Ting, who is the lead researcher on the AMS experiment, called McIntyre about five years ago for help on the superconducting magnet that would form the core of the experiment. McIntyre provided key technical support, including sending a member of his team to England, packaging the magnet into its cryostat, and executing a key safety test at Texas A&M after a safety device designed to relieve liquid helium pressure to keep the magnet cool failed.
Although the magnet was a technical success, it ultimately was grounded because NASA decided that the space station, which was originally intended to remain active only until 2015, would instead operate through at least 2020. The problem for the AMS experiment was that its superconducting magnet could only remain cold and operating in orbit for the foreseen three-year lifespan. The researchers had to revert to a permanent magnet that had a third of the magnetic field strength but an unlimited lifespan.
“The collaboration reached the reluctant decision — but I think the correct one — that the right thing to do would be to revert to the permanent magnet, which had already flown on a maiden voyage 10 years before on the space shuttle,” said McIntyre, a professor since 1980 in the Department of Physics and Astronomy and the inaugural holder of the Mitchell-Heep Chair in Experimental High-Energy Physics within the George P. and Cynthia Woods Mitchell Institute for Fundamental Physics and Astronomy.
While it was frustrating to see three years’ work put on the shelf, McIntyre said such changes are more the rule than the exception when doing science in space. Once an experiment is designed, scientists have to pull together funding, seek concurrence from all stakeholders and build the experiment in a way that is “space rugged” to ensure its capability to withstand the shocks of the ride up, the wide temperature swings and both radiation and vacuum environments. The whole process can take a decade or more, McIntyre said. Meanwhile, changes in NASA priorities, funding and policy ground often shifts.

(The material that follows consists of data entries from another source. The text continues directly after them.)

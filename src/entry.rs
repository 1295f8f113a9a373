//! Entry metadata snapshots.

use std::hash::{Hash, Hasher};

use crate::codec::{NameCodec, decode_field};
use crate::engine::EntryRecord;
use crate::method::{CompressionMethod, EncryptionMethod};
use crate::timestamp::Timestamp;

/// An immutable snapshot of one archive entry.
///
/// Snapshots are produced by [`Archive`](crate::Archive) lookups and never
/// change afterwards. They go stale when the archive is mutated; re-query to
/// observe staged changes.
///
/// Two entries are equal when their raw (encoded) names are equal, whatever
/// their other metadata.
#[derive(Debug, Clone)]
pub struct Entry {
    index: Option<u64>,
    name: String,
    raw_name: Vec<u8>,
    modified: Option<Timestamp>,
    crc32: Option<u32>,
    size: u64,
    compressed_size: Option<u64>,
    compression: CompressionMethod,
    encryption: EncryptionMethod,
    flags: u16,
    extra: Vec<u8>,
    comment: String,
}

impl Entry {
    /// Creates a standalone entry that has not been resolved against an archive.
    ///
    /// The raw name is the UTF-8 encoding of `name`. Standalone entries can be
    /// passed to [`Archive::remove_entry`](crate::Archive::remove_entry),
    /// [`Archive::rename_entry`](crate::Archive::rename_entry) and
    /// [`Archive::input_stream`](crate::Archive::input_stream); the archive
    /// resolves them by name.
    pub fn new(name: impl Into<String>) -> Self {
        let name = name.into();
        Self::standalone(name.as_bytes().to_vec(), name)
    }

    /// Creates a standalone entry whose raw name is encoded by `codec`.
    pub fn with_codec(name: impl Into<String>, codec: &dyn NameCodec) -> crate::Result<Self> {
        let name = name.into();
        let raw = codec.encode(&name)?;
        Ok(Self::standalone(raw, name))
    }

    fn standalone(raw_name: Vec<u8>, name: String) -> Self {
        Self {
            index: None,
            name,
            raw_name,
            modified: None,
            crc32: None,
            size: 0,
            compressed_size: None,
            compression: CompressionMethod::Default,
            encryption: EncryptionMethod::None,
            flags: 0,
            extra: Vec::new(),
            comment: String::new(),
        }
    }

    pub(crate) fn from_record(record: EntryRecord, codec: &dyn NameCodec) -> Self {
        Self {
            index: Some(record.index),
            name: decode_field(codec, &record.raw_name, record.flags),
            raw_name: record.raw_name,
            modified: record.modified,
            crc32: record.crc32,
            size: record.size,
            compressed_size: record.compressed_size,
            compression: record.compression,
            encryption: record.encryption,
            flags: record.flags,
            extra: record.extra,
            comment: record.comment,
        }
    }

    /// Position in the archive, or `None` for a standalone entry.
    pub fn index(&self) -> Option<u64> {
        self.index
    }

    /// Decoded name.
    pub fn name(&self) -> &str {
        &self.name
    }

    /// Encoded name bytes as stored in the archive.
    pub fn raw_name(&self) -> &[u8] {
        &self.raw_name
    }

    /// Last modification time, if the header carries a valid one.
    pub fn modified(&self) -> Option<Timestamp> {
        self.modified
    }

    /// CRC-32 of the uncompressed data, when known.
    ///
    /// Staged entries backed by a file report `None` until committed.
    pub fn crc32(&self) -> Option<u32> {
        self.crc32
    }

    /// Uncompressed size in bytes.
    pub fn size(&self) -> u64 {
        self.size
    }

    /// Compressed size in bytes; `None` for staged entries.
    pub fn compressed_size(&self) -> Option<u64> {
        self.compressed_size
    }

    /// Compression method (staged method for pending changes).
    pub fn compression_method(&self) -> CompressionMethod {
        self.compression
    }

    /// Encryption method (staged method for pending changes).
    pub fn encryption_method(&self) -> EncryptionMethod {
        self.encryption
    }

    /// General purpose bit flags from the header.
    pub fn flags(&self) -> u16 {
        self.flags
    }

    /// Raw extra field bytes from the central directory.
    pub fn extra(&self) -> &[u8] {
        &self.extra
    }

    /// Entry comment.
    pub fn comment(&self) -> &str {
        &self.comment
    }

    /// True if the name ends with `/`.
    pub fn is_directory(&self) -> bool {
        self.name.ends_with('/')
    }

    /// True if the encryption method is anything but `None`.
    pub fn is_encrypted(&self) -> bool {
        self.encryption != EncryptionMethod::None
    }

    /// True if this entry was constructed standalone.
    pub fn is_standalone(&self) -> bool {
        self.index.is_none()
    }

    /// Space savings ratio (0.0 = no savings, 1.0 = 100%); 0.0 when unknown.
    pub fn compression_ratio(&self) -> f64 {
        match self.compressed_size {
            Some(packed) if self.size > 0 => 1.0 - packed as f64 / self.size as f64,
            _ => 0.0,
        }
    }
}

impl PartialEq for Entry {
    fn eq(&self, other: &Self) -> bool {
        self.raw_name == other.raw_name
    }
}

impl Eq for Entry {}

impl Hash for Entry {
    fn hash<H: Hasher>(&self, state: &mut H) {
        self.raw_name.hash(state);
    }
}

“If you look at the history of recent space missions, just about as many get canceled as go up and are successful,” McIntyre said. “What would be most painful would have been spending 10 or 20 years of your life developing an experiment that never flies. That has happened to a fair number of space research missions. The entire AMS experiment was facing the same fate, but a long and harsh battle to restore it back onto the shuttle launch agenda was won because of the persistence of Sam Ting.”
Though he has not been involved in the science of AMS since its launch, McIntyre said he’s grateful to have been a part of making the experiment a success and proud to be a co-author in the results announced today.
“If I had to do it again,” McIntyre said, “I would jump at it in a New York minute.”
For more information about McIntyre and his research, visit his personal page.
Click here to learn more about today’s AMS announcement.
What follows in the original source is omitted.